Authors: Jiwei Guan, Haibo Jin, Haohan Wang

Published: 2026-01-05

arXiv ID: 2601.01747v2

Added to Library: 2026-01-09 03:02 UTC

Red Teaming

📄 Abstract

Recent advancements in Large Vision-Language Models (LVLMs) have shown groundbreaking capabilities across diverse multimodal tasks. However, these models remain vulnerable to adversarial jailbreak attacks, where adversaries craft subtle perturbations to bypass safety mechanisms and trigger harmful outputs. Existing white-box attacks methods require full model accessibility, suffer from computing costs and exhibit insufficient adversarial transferability, making them impractical for real-world, black-box settings. To address these limitations, we propose a black-box jailbreak attack on LVLMs via Zeroth-Order optimization using Simultaneous Perturbation Stochastic Approximation (ZO-SPSA). ZO-SPSA provides three key advantages: (i) gradient-free approximation by input-output interactions without requiring model knowledge, (ii) model-agnostic optimization without the surrogate model and (iii) lower resource requirements with reduced GPU memory consumption. We evaluate ZO-SPSA on three LVLMs, including InstructBLIP, LLaVA and MiniGPT-4, achieving the highest jailbreak success rate of 83.0% on InstructBLIP, while maintaining imperceptible perturbations comparable to white-box methods. Moreover, adversarial examples generated from MiniGPT-4 exhibit strong transferability to other LVLMs, with ASR reaching 64.18%. These findings underscore the real-world feasibility of black-box jailbreaks and expose critical weaknesses in the safety mechanisms of current LVLMs

🔍 Key Points

  • Introduction of ZO-SPSA: The paper proposes a novel black-box adversarial jailbreak attack method named Zeroth-Order Simultaneous Perturbation Stochastic Approximation (ZO-SPSA), which enables the crafting of adversarial inputs without requiring gradient information from the model.
  • Model-Agnostic Optimization: ZO-SPSA is designed to be model-agnostic, allowing it to effectively target various large vision-language models (LVLMs) including InstructBLIP, LLaVA, and MiniGPT-4, without needing knowledge of their architectures or internal parameters.
  • High Attack Success Rate: The method achieves a jailbreak success rate of 83.0% on InstructBLIP with imperceptible perturbations, demonstrating its effectiveness in bypassing safety mechanisms compared to traditional white-box methods.
  • Strong Transferability: Adversarial examples generated using MiniGPT-4 show a transferability rate of 64.18% to other LVLMs, highlighting the method's potential for real-world application across different models.
  • Reduced Resource Requirements: ZO-SPSA significantly lowers GPU memory consumption and computational efforts compared to white-box methods, making it a practical choice for researchers and attackers in black-box settings.

💡 Why This Paper Matters

This paper introduces a significant advancement in black-box adversarial attacks on large vision-language models through the ZO-SPSA technique. By effectively bypassing safety mechanisms without needing model access, the method demonstrates a clear vulnerability in current LVLMs, making it a crucial contribution to AI security research. The high attack success rates and strong transferability of adversarial examples signal an urgent need for improved safety measures and defense mechanisms to protect against such attacks.
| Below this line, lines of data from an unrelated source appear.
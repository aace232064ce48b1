//! Handler for vision-language models that accept images and video.

use async_trait::async_trait;

use crate::api::{ChatContent, ChatContentPart, ChatMessage, MediaUrl};
use crate::backend::BackendError;
use crate::core::conversation::ConversationHistory;
use crate::core::error::ChatError;
use crate::core::generation::GenerationConfig;
use crate::core::message::{ContentPart, Message, Role};
use crate::models::encode::media_url;
use crate::models::{HandlerCore, HandlerSpec, ModelFamily, ModelHandler};

pub struct VisionHandler {
    core: HandlerCore,
}

impl VisionHandler {
    pub fn new(id: &'static str, spec: HandlerSpec) -> Self {
        Self {
            core: HandlerCore::new(id, spec),
        }
    }
}

async fn encode_message(message: &Message) -> Result<ChatMessage, BackendError> {
    if message.role() == Role::System {
        return Ok(ChatMessage {
            role: message.role().as_str().to_string(),
            content: ChatContent::Text(message.text()),
        });
    }

    let mut parts = Vec::with_capacity(message.content().len());
    for part in message.content() {
        let encoded = match part {
            ContentPart::Text(text) => ChatContentPart::Text { text: text.clone() },
            ContentPart::Image(reference) => ChatContentPart::ImageUrl {
                image_url: MediaUrl {
                    url: media_url(reference).await?,
                },
            },
            ContentPart::Video(reference) => ChatContentPart::VideoUrl {
                video_url: MediaUrl {
                    url: media_url(reference).await?,
                },
            },
        };
        parts.push(encoded);
    }

    Ok(ChatMessage {
        role: message.role().as_str().to_string(),
        content: ChatContent::Parts(parts),
    })
}

#[async_trait]
impl ModelHandler for VisionHandler {
    fn model_id(&self) -> &str {
        self.core.id()
    }

    fn served_model(&self) -> &str {
        self.core.served_model()
    }

    fn family(&self) -> ModelFamily {
        ModelFamily::Vision
    }

    fn is_loaded(&self) -> bool {
        self.core.is_loaded()
    }

    async fn load_model(&mut self) -> Result<(), ChatError> {
        self.core.load().await
    }

    async fn generate(
        &self,
        history: &ConversationHistory,
        config: &GenerationConfig,
    ) -> Result<Message, ChatError> {
        self.core.ensure_loaded()?;

        let mut messages = Vec::with_capacity(history.header().len() + history.len());
        for message in history.iter() {
            let encoded = encode_message(message)
                .await
                .map_err(|source| self.core.generation_error(source))?;
            messages.push(encoded);
        }

        self.core.complete(messages, config).await
    }
}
🎯 Why It's Interesting for AI Security Researchers

The proposed ZO-SPSA attack method presents a breakthrough in understanding the vulnerabilities of large vision-language models, making it highly pertinent for AI security researchers. As these models become increasingly integrated into applications with real-world consequences, the findings underscore the necessity for robust defenses against adversarial attacks. Additionally, the model-agnostic nature and practical efficiency of ZO-SPSA provide critical insights for those developing security protocols and AI safety mechanisms.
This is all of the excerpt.